▸ **TO DO**
For this exercise, please find the lines in the entries that include the word "load" and copy them.

Records from a data source:

*** Block opens ***

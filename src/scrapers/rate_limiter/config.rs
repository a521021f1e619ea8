//! Rate limiter configuration and types.

use std::collections::HashMap;
use std::time::Duration;

use crate::scrapers::config::SiteConfig;

/// Configuration for rate limiting behavior.
#[derive(Debug, Clone)]
pub struct RateLimitConfig {
    /// Base delay for sites without their own entry.
    pub default_base_delay: Duration,
    /// Base delay per site name.
    pub site_base_delays: HashMap<String, Duration>,
    /// Multiplier applied to the base delay while a site is in backoff.
    pub backoff_factor: f64,
    /// Multiplier applied to `current_delay` on each block or rate limit.
    pub failure_multiplier: f64,
    /// Ceiling for `current_delay`.
    pub max_delay: Duration,
    /// Upper bound of the random jitter added to every gate.
    pub max_jitter: Duration,
    /// Consecutive successes needed to leave backoff.
    pub recovery_threshold: u32,
}

impl Default for RateLimitConfig {
    fn default() -> Self {
        Self {
            default_base_delay: Duration::from_secs(5),
            site_base_delays: HashMap::new(),
            backoff_factor: 1.2,
            failure_multiplier: 2.0,
            max_delay: Duration::from_secs(600),
            max_jitter: Duration::from_secs(5),
            recovery_threshold: 4,
        }
    }
}

impl RateLimitConfig {
    /// Default config with each site's `rate_limit_secs` as its base delay.
    pub fn for_sites<'a>(sites: impl IntoIterator<Item = &'a SiteConfig>) -> Self {
        let site_base_delays = sites
            .into_iter()
            .map(|s| (s.name.clone(), Duration::from_secs(s.rate_limit_secs)))
            .collect();
        Self {
            site_base_delays,
            ..Default::default()
        }
    }

    pub fn base_delay(&self, site: &str) -> Duration {
        self.site_base_delays
            .get(site)
            .copied()
            .unwrap_or(self.default_base_delay)
    }
}

/// Why a request counted as a failure.
#[derive(Debug, Clone, Copy, PartialEq, Eq)]
pub enum FailureKind {
    /// HTTP 429.
    RateLimited,
    /// HTTP 403 or a site-specific block code.
    Blocked,
    /// Any other non-2xx status or a transport error.
    Other,
}

impl FailureKind {
    /// Whether this failure pushes the site into backoff.
    pub fn enters_backoff(&self) -> bool {
        matches!(self, FailureKind::RateLimited | FailureKind::Blocked)
    }
}

/// Snapshot of one site's rate limit state.
#[derive(Debug, Clone, PartialEq)]
pub struct SiteStats {
    pub current_delay: Duration,
    pub in_backoff: bool,
    pub consecutive_successes: u32,
    pub consecutive_failures: u32,
    pub total_requests: u64,
    pub block_hits: u64,
}
//! Dice adapter.
//!
//! Dice reshuffles its card markup often, so containers are found through a
//! cascade ending in a structural heuristic. Detail pages look for the job id
//! in element ids/classes before falling back to the largest text block, and
//! a run of failed detail fetches triggers a session-reset cooldown.

use std::sync::atomic::{AtomicU32, Ordering};
use std::time::Duration;

use async_trait::async_trait;
use scraper::ElementRef;
use tracing::{debug, info, warn};

use super::{AdapterContext, SiteAdapter};
use crate::html::find_nodes;
use crate::models::{Enrichment, JobRecord, SearchConfig};
use crate::scrapers::http_client::FetchProfile;
use crate::scrapers::pacing::pause;
use crate::scrapers::pipeline::DetailHints;

/// Consecutive detail failures (with no success yet) that trigger a reset.
const SESSION_RESET_THRESHOLD: u32 = 3;
const SESSION_RESET_COOLDOWN: Duration = Duration::from_secs(120);
const DETAIL_PAUSE_MIN: Duration = Duration::from_secs(4);
const DETAIL_PAUSE_MAX: Duration = Duration::from_secs(7);

pub struct DiceAdapter {
    ctx: AdapterContext,
    detail_failures: AtomicU32,
    detail_successes: AtomicU32,
}

impl DiceAdapter {
    pub fn new(ctx: AdapterContext) -> Self {
        Self {
            ctx,
            detail_failures: AtomicU32::new(0),
            detail_successes: AtomicU32::new(0),
        }
    }

    /// Whether the next detail request should wait out a session reset.
    fn needs_session_reset(&self) -> bool {
        self.detail_failures.load(Ordering::Relaxed) > SESSION_RESET_THRESHOLD
            && self.detail_successes.load(Ordering::Relaxed) == 0
    }

    fn record_detail(&self, found: bool) {
        if found {
            self.detail_successes.fetch_add(1, Ordering::Relaxed);
            self.detail_failures.store(0, Ordering::Relaxed);
        } else {
            self.detail_failures.fetch_add(1, Ordering::Relaxed);
        }
    }
}

/// Id segment of a `/job/detail/<id>/...` URL.
pub fn job_id_from_url(url: &str) -> Option<&str> {
    const MARKER: &str = "/job/detail/";
    let start = url.find(MARKER)? + MARKER.len();
    let id = url[start..]
        .split(['/', '?', '#'])
        .next()
        .unwrap_or_default();
    (!id.is_empty()).then_some(id)
}

/// Divs that look like cards: class mentions `card` or `job`, or id mentions
/// `job`, and the class is not a layout `container`.
fn looks_like_card(el: ElementRef<'_>) -> bool {
    let el = el.value();
    let class = el.attr("class").unwrap_or_default();
    let id = el.id().unwrap_or_default();
    (class.contains("card") || class.contains("job") || id.contains("job"))
        && !class.contains("container")
}

#[async_trait]
impl SiteAdapter for DiceAdapter {
    fn context(&self) -> &AdapterContext {
        &self.ctx
    }

    fn find_containers<'a>(&self, root: ElementRef<'a>) -> Vec<ElementRef<'a>> {
        let site = &self.ctx.site;
        let cascade = std::iter::once(&site.container).chain(site.container_fallbacks.iter());
        for selector in cascade {
            let found = find_nodes(root, &selector.tag, &selector.selector);
            if !found.is_empty() {
                debug!(
                    "Dice: {} containers via <{}> {:?}",
                    found.len(),
                    selector.tag,
                    selector.selector
                );
                return found;
            }
        }

        let heuristic: Vec<ElementRef<'a>> = find_nodes(root, "div", "")
            .into_iter()
            .filter(|el| looks_like_card(*el))
            .collect();
        if !heuristic.is_empty() {
            info!("Dice: {} containers via card heuristic", heuristic.len());
        }
        heuristic
    }

    async fn enrich(&self, job: &JobRecord, search: &SearchConfig) -> Option<Enrichment> {
        if self.ctx.site.enrichment.is_none() {
            return None;
        }
        let cancel = self.ctx.fetcher.cancel_token();

        if self.needs_session_reset() {
            warn!(
                "Dice: {} detail failures without a success, cooling down {:?}",
                self.detail_failures.load(Ordering::Relaxed),
                SESSION_RESET_COOLDOWN
            );
            pause(SESSION_RESET_COOLDOWN, cancel).await.ok()?;
            self.detail_failures.store(0, Ordering::Relaxed);
        }

        let delay = self
            .ctx
            .fetcher
            .jitter()
            .between(DETAIL_PAUSE_MIN, DETAIL_PAUSE_MAX);
        let hints = DetailHints {
            job_id: job.url.as_deref().and_then(job_id_from_url),
        };
        let profile = FetchProfile::for_site(&self.ctx.site);

        let enrichment = self
            .ctx
            .enrich_with(job, search, &profile, hints, delay)
            .await;
        self.record_detail(
            enrichment
                .as_ref()
                .is_some_and(|e| e.description.is_some()),
        );
        enrichment
    }
}

#[cfg(test)]
mod tests {
    use super::*;

    #[test]
    fn test_job_id_from_url() {
        assert_eq!(
            job_id_from_url("https://www.dice.com/job/detail/abc-123/x?q=1"),
            Some("abc-123")
        );
        assert_eq!(
            job_id_from_url("https://www.dice.com/job/detail/xyz?src=search"),
            Some("xyz")
        );
        assert_eq!(job_id_from_url("https://www.dice.com/jobs?q=rust"), None);
    }

    #[test]
    fn test_card_heuristic() {
        let html = scraper::Html::parse_document(
            r#"<div class="job-container"><div class="card">a</div><div id="job-9">b</div>
               <div class="other">c</div></div>"#,
        );
        let matches: Vec<String> = find_nodes(html.root_element(), "div", "")
            .into_iter()
            .filter(|el| looks_like_card(*el))
            .map(crate::html::extract_text)
            .collect();
        assert_eq!(matches, vec!["a", "b"]);
    }
}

*** Block closes ***

▸ **RESULT OF THIS EXERCISE**
        self.detail_failures.load(Ordering::Relaxed) > SESSION_RESET_THRESHOLD
            && self.detail_successes.load(Ordering::Relaxed) == 0
                self.detail_failures.load(Ordering::Relaxed),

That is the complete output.